EXERCISE INPUTS
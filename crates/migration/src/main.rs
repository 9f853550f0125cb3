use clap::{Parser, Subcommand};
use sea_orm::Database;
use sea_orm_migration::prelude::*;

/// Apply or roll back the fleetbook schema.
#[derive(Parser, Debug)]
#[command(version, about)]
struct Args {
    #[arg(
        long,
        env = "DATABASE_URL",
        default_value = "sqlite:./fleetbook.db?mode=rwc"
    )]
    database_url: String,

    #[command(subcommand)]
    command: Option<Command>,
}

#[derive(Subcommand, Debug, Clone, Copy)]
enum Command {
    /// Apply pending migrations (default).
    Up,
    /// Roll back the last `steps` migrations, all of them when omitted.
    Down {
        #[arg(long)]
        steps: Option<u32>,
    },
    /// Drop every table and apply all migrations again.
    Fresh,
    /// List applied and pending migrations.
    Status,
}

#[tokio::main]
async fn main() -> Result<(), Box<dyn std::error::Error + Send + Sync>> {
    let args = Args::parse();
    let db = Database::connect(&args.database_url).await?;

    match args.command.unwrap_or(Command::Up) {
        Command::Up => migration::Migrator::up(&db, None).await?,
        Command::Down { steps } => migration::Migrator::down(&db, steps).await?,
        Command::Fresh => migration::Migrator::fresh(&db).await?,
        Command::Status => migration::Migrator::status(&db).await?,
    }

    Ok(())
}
* * *
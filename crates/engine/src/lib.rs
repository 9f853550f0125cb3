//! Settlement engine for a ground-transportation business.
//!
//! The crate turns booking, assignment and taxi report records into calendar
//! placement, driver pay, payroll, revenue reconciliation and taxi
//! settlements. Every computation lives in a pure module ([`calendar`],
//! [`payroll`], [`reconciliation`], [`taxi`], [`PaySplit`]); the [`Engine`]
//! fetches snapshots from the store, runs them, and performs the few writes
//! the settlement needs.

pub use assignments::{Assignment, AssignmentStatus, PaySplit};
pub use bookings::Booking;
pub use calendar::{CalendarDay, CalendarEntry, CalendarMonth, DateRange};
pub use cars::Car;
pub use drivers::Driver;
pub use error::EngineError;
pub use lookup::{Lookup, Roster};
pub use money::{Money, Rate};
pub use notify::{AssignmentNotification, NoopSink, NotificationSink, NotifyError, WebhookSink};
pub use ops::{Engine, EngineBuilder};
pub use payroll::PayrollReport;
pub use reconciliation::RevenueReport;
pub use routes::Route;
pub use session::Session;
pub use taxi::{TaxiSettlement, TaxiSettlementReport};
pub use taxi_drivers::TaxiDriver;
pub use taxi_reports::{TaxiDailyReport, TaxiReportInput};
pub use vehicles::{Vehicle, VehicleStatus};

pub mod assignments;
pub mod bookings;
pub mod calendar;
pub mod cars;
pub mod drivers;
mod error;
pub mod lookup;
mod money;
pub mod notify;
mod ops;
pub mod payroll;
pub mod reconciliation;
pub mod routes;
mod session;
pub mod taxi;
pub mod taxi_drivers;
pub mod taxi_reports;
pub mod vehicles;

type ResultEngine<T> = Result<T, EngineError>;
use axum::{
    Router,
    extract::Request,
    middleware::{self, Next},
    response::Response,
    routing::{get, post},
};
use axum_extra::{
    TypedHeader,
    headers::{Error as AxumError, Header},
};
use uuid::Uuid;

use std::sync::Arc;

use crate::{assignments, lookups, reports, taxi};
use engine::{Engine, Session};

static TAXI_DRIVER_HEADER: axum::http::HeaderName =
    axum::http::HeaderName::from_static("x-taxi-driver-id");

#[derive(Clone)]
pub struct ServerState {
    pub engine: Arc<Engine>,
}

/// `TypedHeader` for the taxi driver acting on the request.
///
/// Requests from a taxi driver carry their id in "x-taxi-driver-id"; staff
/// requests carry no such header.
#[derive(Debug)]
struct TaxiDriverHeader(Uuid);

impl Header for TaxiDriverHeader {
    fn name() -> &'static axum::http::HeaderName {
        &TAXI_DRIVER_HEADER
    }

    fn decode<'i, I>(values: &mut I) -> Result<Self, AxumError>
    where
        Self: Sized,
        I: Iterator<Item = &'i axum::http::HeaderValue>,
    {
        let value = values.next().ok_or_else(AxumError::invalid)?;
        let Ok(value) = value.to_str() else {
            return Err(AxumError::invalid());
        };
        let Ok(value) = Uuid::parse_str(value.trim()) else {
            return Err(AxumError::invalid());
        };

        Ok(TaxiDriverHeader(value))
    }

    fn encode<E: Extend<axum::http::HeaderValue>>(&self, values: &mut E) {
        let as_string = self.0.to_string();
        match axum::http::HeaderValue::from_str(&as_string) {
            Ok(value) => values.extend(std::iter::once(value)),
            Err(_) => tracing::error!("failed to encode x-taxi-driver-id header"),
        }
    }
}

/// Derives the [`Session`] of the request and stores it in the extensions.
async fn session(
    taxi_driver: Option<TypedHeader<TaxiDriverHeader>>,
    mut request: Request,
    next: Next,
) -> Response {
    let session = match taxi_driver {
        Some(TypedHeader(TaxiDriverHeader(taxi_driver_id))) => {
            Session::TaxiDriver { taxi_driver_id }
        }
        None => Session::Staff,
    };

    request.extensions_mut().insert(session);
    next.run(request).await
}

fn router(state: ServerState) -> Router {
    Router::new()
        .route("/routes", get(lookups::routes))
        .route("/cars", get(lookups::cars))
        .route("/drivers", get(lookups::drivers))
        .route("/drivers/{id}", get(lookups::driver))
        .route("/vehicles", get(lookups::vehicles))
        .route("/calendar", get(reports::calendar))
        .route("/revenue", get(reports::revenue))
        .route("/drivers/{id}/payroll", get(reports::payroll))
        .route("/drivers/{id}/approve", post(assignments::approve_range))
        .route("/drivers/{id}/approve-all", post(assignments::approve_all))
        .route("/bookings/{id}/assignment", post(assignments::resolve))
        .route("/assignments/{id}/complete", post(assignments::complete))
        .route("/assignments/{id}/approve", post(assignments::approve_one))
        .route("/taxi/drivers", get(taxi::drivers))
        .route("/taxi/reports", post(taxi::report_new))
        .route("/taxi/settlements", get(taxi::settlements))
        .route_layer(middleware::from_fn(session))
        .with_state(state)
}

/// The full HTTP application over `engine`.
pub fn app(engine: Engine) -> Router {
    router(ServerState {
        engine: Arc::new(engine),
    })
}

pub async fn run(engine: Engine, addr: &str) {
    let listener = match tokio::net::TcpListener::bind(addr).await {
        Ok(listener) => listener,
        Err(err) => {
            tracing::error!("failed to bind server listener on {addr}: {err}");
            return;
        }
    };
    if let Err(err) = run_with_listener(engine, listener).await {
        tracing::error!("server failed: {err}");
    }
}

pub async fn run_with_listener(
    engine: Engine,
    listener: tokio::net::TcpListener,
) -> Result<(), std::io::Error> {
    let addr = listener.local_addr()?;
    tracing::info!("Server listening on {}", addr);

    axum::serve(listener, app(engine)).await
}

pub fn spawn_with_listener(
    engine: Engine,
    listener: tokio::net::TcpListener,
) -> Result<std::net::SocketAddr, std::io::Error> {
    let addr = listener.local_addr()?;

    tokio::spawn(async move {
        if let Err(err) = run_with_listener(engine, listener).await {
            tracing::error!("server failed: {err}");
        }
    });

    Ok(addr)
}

WORK REQUIRED
Start with the line above that contains "the settlement needs." and end with the line that contains "pub use error::EngineError;". Write out those lines exactly, and only those.

RESPONSE TO THE TASK
//! the settlement needs.

pub use assignments::{Assignment, AssignmentStatus, PaySplit};
pub use bookings::Booking;
pub use calendar::{CalendarDay, CalendarEntry, CalendarMonth, DateRange};
pub use cars::Car;
pub use drivers::Driver;
pub use error::EngineError;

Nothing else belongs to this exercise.